In Parson v. Truck Parts & Equipment, Inc. 2019 WL 4805882 (La. 10/1/19), the Louisiana Supreme Court reversed a ruling by the Second Circuit Court of Appeal and held that unconfirmed drug test results could not be used as a basis for an employer’s fraud defense in a workers’ compensation claim.

Parson v. Truck Parts & Equipment, Inc. Background

The claimant in Parson alleged that he sustained an injury by accident in the course and scope of his employment on November 25, 2016. A drug test administered the following day came back positive; however, no confirmation testing was performed. When the claimant filed a Disputed Claim for Compensation seeking benefits, the employer asserted an affirmative defense of intoxication.

Rulings by Workers’ Compensation Judge and Second Circuit Court of Appeal

The claimant filed a motion for summary judgment and a motion to strike the intoxication defense and argued that the drug test was inadmissible under La. R.S. 23:1081(9)(e), which requires verification of any positive test. The workers’ compensation judge granted the motion for summary judgment but denied the motion to strike.
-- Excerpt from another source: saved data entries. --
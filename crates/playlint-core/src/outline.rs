//! Outline of block YAML with byte spans.
//!
//! `serde_yaml` gives values but no positions. The outline walks the
//! lossless syntax tree from `yaml_parser` to recover where each mapping
//! entry and sequence item lives in the text, so nodes and attributes can
//! point back at their source. Flow collections and scalars are opaque:
//! only their extent is recorded.

use std::ops::Range;

use rowan::TextRange;
use yaml_parser::{SyntaxKind, SyntaxNode};

/// A block of YAML content and its byte range.
#[derive(Debug, Clone, PartialEq, Eq)]
pub struct Block {
    /// Byte range covered by the block, trailing comments excluded.
    pub range: Range<usize>,
    /// Structure of the block.
    pub kind: BlockKind,
}

/// Structure of a block.
#[derive(Debug, Clone, PartialEq, Eq)]
pub enum BlockKind {
    /// `key: value` entries.
    Mapping(Vec<Entry>),
    /// `- item` entries.
    Sequence(Vec<Item>),
    /// Scalar, block scalar or flow collection.
    Scalar,
}

/// One mapping entry.
#[derive(Debug, Clone, PartialEq, Eq)]
pub struct Entry {
    /// Unquoted key text.
    pub key: String,
    /// Range of the key as written (quotes included).
    pub key_range: Range<usize>,
    /// Value block, absent for `key:` with nothing after it.
    pub value: Option<Block>,
    /// Range from the key to the end of the value.
    pub range: Range<usize>,
}

/// One sequence item.
#[derive(Debug, Clone, PartialEq, Eq)]
pub struct Item {
    /// Range from the dash to the end of the content.
    pub range: Range<usize>,
    /// Item content, absent for a bare `-`.
    pub value: Option<Block>,
}

impl Block {
    /// Mapping entries, if this is a mapping.
    #[must_use]
    pub fn entries(&self) -> &[Entry] {
        match &self.kind {
            BlockKind::Mapping(entries) => entries,
            _ => &[],
        }
    }

    /// Sequence items, if this is a sequence.
    #[must_use]
    pub fn items(&self) -> &[Item] {
        match &self.kind {
            BlockKind::Sequence(items) => items,
            _ => &[],
        }
    }

    /// Finds the entry for `key`.
    #[must_use]
    pub fn entry(&self, key: &str) -> Option<&Entry> {
        self.entries().iter().find(|e| e.key == key)
    }
}

/// Builds the outline of `text`. Returns `None` for an empty document or
/// text the YAML parser rejects.
#[must_use]
pub fn parse(text: &str) -> Option<Block> {
    let root = yaml_parser::parse(text).ok()?;
    content(text, &root, 0)
}

fn is_scalar(kind: SyntaxKind) -> bool {
    matches!(
        kind,
        SyntaxKind::PLAIN_SCALAR
            | SyntaxKind::SINGLE_QUOTED_SCALAR
            | SyntaxKind::DOUBLE_QUOTED_SCALAR
            | SyntaxKind::BLOCK_SCALAR
            | SyntaxKind::FLOW_MAP
            | SyntaxKind::FLOW_SEQ
            | SyntaxKind::ALIAS
    )
}

fn to_range(range: TextRange) -> Range<usize> {
    usize::from(range.start())..usize::from(range.end())
}

/// Shrinks `range` to its non-blank part.
fn trimmed(text: &str, range: Range<usize>) -> Range<usize> {
    let slice = &text[range.clone()];
    let start = range.start + (slice.len() - slice.trim_start().len());
    let end = range.end - (slice.len() - slice.trim_end().len());
    start..end.max(start)
}

/// Range of `node` from its first to its last meaningful token. Comments
/// and whitespace the parser attaches to a node are left out.
fn span(text: &str, node: &SyntaxNode) -> Range<usize> {
    let mut tokens = node
        .descendants_with_tokens()
        .filter_map(|element| element.into_token())
        .filter(|token| token.kind() != SyntaxKind::COMMENT && !token.text().trim().is_empty())
        .map(|token| trimmed(text, to_range(token.text_range())));
    let Some(first) = tokens.next() else {
        return trimmed(text, to_range(node.text_range()));
    };
    let end = tokens.last().map_or(first.end, |last| last.end);
    first.start..end
}

/// First collection or scalar below `node` starting at or after `from`.
/// Anchors, tags and the dash or colon of the owner are passed over.
fn content(text: &str, node: &SyntaxNode, from: usize) -> Option<Block> {
    for element in node.descendants_with_tokens().skip(1) {
        if usize::from(element.text_range().start()) < from {
            continue;
        }
        let kind = element.kind();
        let found = match element.as_node() {
            Some(child) if kind == SyntaxKind::BLOCK_MAP => mapping(text, child),
            Some(child) if kind == SyntaxKind::BLOCK_SEQ => sequence(text, child),
            Some(child) if is_scalar(kind) => Block {
                range: span(text, child),
                kind: BlockKind::Scalar,
            },
            None if is_scalar(kind) => Block {
                range: trimmed(text, to_range(element.text_range())),
                kind: BlockKind::Scalar,
            },
            _ => continue,
        };
        return Some(found);
    }
    None
}

fn mapping(text: &str, node: &SyntaxNode) -> Block {
    let entries: Vec<Entry> = node
        .children()
        .filter(|child| child.kind() == SyntaxKind::BLOCK_MAP_ENTRY)
        .filter_map(|child| entry(text, &child))
        .collect();
    Block {
        range: span(text, node),
        kind: BlockKind::Mapping(entries),
    }
}

fn entry(text: &str, node: &SyntaxNode) -> Option<Entry> {
    let key_range = node
        .descendants_with_tokens()
        .skip(1)
        .find(|element| is_scalar(element.kind()))
        .map(|element| match element.as_node() {
            Some(key) => span(text, key),
            None => trimmed(text, to_range(element.text_range())),
        })?;
    let value = content(text, node, key_range.end);
    let range = span(text, node);
    Some(Entry {
        key: unquote(&text[key_range.clone()]).to_string(),
        key_range: key_range.clone(),
        value,
        range: key_range.start..range.end.max(key_range.end),
    })
}

fn sequence(text: &str, node: &SyntaxNode) -> Block {
    let items: Vec<Item> = node
        .children()
        .filter(|child| child.kind() == SyntaxKind::BLOCK_SEQ_ENTRY)
        .map(|child| Item {
            range: span(text, &child),
            value: content(text, &child, 0),
        })
        .collect();
    Block {
        range: span(text, node),
        kind: BlockKind::Sequence(items),
    }
}

fn unquote(key: &str) -> &str {
    ['"', '\'']
        .iter()
        .find_map(|q| key.strip_prefix(*q).and_then(|k| k.strip_suffix(*q)))
        .unwrap_or(key)
}

/// Strips a trailing comment and whitespace, honouring quotes.
pub fn strip_comment(text: &str) -> &str {
    match comment_start(text) {
        Some(i) => text[..i].trim_end(),
        None => text.trim_end(),
    }
}

/// Byte offset of the `#` opening a comment on this line, if any.
pub fn comment_start(text: &str) -> Option<usize> {
    let mut quote = None;
    let mut prev_space = true;
    for (i, c) in text.char_indices() {
        match quote {
            Some(q) if c == q => quote = None,
            Some(_) => {}
            None => match c {
                '"' | '\'' if prev_space => quote = Some(c),
                '#' if prev_space => return Some(i),
                _ => {}
            },
        }
        prev_space = c == ' ' || c == '\t';
    }
    None
}
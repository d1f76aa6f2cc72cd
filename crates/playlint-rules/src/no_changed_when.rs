//! Rule requiring command-style tasks to declare when they change something.
//!
//! # Rationale
//!
//! `command`, `shell` and `raw` always report "changed". Unless the task
//! says otherwise with `changed_when`, or guards itself with `creates` /
//! `removes`, every run looks like it modified the host.

use playlint_core::{Finding, NodeContext, NodeRule, Rule, Severity};

/// Rule id for no-changed-when.
pub const NAME: &str = "no-changed-when";

/// Legacy numeric id.
pub const ALIAS: &str = "301";

const COMMAND_MODULES: &[&str] = &[
    "command",
    "shell",
    "raw",
    "ansible.builtin.command",
    "ansible.builtin.shell",
    "ansible.builtin.raw",
    "ansible.legacy.command",
    "ansible.legacy.shell",
    "ansible.legacy.raw",
];

const GUARD_ARGS: &[&str] = &["creates", "removes"];

/// Requires `changed_when` (or a `creates`/`removes` guard) on command tasks.
#[derive(Debug, Clone)]
pub struct NoChangedWhen {
    /// Custom severity.
    pub severity: Severity,
}

impl Default for NoChangedWhen {
    fn default() -> Self {
        Self::new()
    }
}

impl NoChangedWhen {
    /// Creates a new rule with default settings.
    #[must_use]
    pub fn new() -> Self {
        Self {
            severity: Severity::Error,
        }
    }

    /// Sets the severity level.
    #[must_use]
    pub fn severity(mut self, severity: Severity) -> Self {
        self.severity = severity;
        self
    }
}

impl Rule for NoChangedWhen {
    fn id(&self) -> &'static str {
        NAME
    }

    fn description(&self) -> &'static str {
        "Commands should not change things if nothing needs doing"
    }

    fn aliases(&self) -> &'static [&'static str] {
        &[ALIAS]
    }

    fn tags(&self) -> &'static [&'static str] {
        &["command-shell", "idempotency"]
    }

    fn default_severity(&self) -> Severity {
        self.severity
    }

    fn profile(&self) -> Option<&'static str> {
        Some("shared")
    }
}

impl NodeRule for NoChangedWhen {
    fn check_node(&self, ctx: &NodeContext<'_>) -> Vec<Finding> {
        let node = ctx.node();
        let Some(action) = node.action() else {
            return Vec::new();
        };
        if !COMMAND_MODULES.contains(&action.as_str()) {
            return Vec::new();
        }
        if node.attr("changed_when").is_some() {
            return Vec::new();
        }
        let guarded = |value: &serde_yaml::Value| {
            value
                .as_mapping()
                .is_some_and(|m| GUARD_ARGS.iter().any(|arg| m.contains_key(*arg)))
        };
        let module_args = node.action_entry().map(|(_, attr)| &attr.value);
        if module_args.is_some_and(guarded) || node.attr("args").is_some_and(|a| guarded(&a.value)) {
            return Vec::new();
        }
        // Free-form `cmd creates=/path` arguments.
        if let Some(serde_yaml::Value::String(line)) = module_args {
            if line
                .split_whitespace()
                .any(|word| GUARD_ARGS.iter().any(|arg| word.starts_with(&format!("{arg}="))))
            {
                return Vec::new();
            }
        }
        vec![Finding::new("Commands should not change things if nothing needs doing.")]
    }
}

#[cfg(test)]
mod tests {
    use super::*;
    use crate::testing::node_findings;

    fn lines(text: &str) -> Vec<usize> {
        node_findings(NoChangedWhen::new(), text)
            .iter()
            .map(|f| f.location.line)
            .collect()
    }

    #[test]
    fn detects_unguarded_commands() {
        let text = "- name: A\n  command: whoami\n- name: B\n  ansible.builtin.shell: ls\n- name: C\n  debug: {}\n";
        assert_eq!(lines(text), vec![1, 3]);
    }

    #[test]
    fn changed_when_and_guards_satisfy_the_rule() {
        let text = "\
- name: A
  command: whoami
  changed_when: false
- name: B
  shell: make
  args:
    creates: /tmp/out
- name: C
  command:
    cmd: make
    removes: /tmp/in
- name: D
  command: make creates=/tmp/out
";
        assert!(lines(text).is_empty());
    }

    #[test]
    fn handlers_are_checked() {
        let text = "- hosts: all\n  handlers:\n    - name: Reload\n      raw: reboot\n";
        assert_eq!(lines(text), vec![3]);
    }
}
Concerned that his employer would use the unconfirmed drug test as part of a fraud defense under La. R.S. 23:1208, the claimant filed a motion in limine asserting that the unconfirmed drug test was inadmissible for any purpose. The workers’ compensation judge agreed and granted the motion in limine.

The Second Circuit Court of Appeal reversed the ruling, holding that the authority to exclude an unconfirmed drug screen in an intoxication defense did not extend to a fraud claim.

Louisiana Supreme Court Ruling

The Louisiana Supreme Court reversed the ruling of the Second Circuit and reinstated the ruling of the workers’ compensation judge. The Court held that evidence used to prove disqualification or forfeiture of benefits must be deemed competent, and that an unconfirmed drug test was unquestionably inadmissible under 23:1081(9)(e). Because unconfirmed drug test results could not be used as a basis for disqualification under an intoxication defense it would be illogical to permit the same unconfirmed drug test to be used as proof of fraud to ban a claimant’s benefits under 23:1208. The unconfirmed test results were equally unreliable in both circumstances.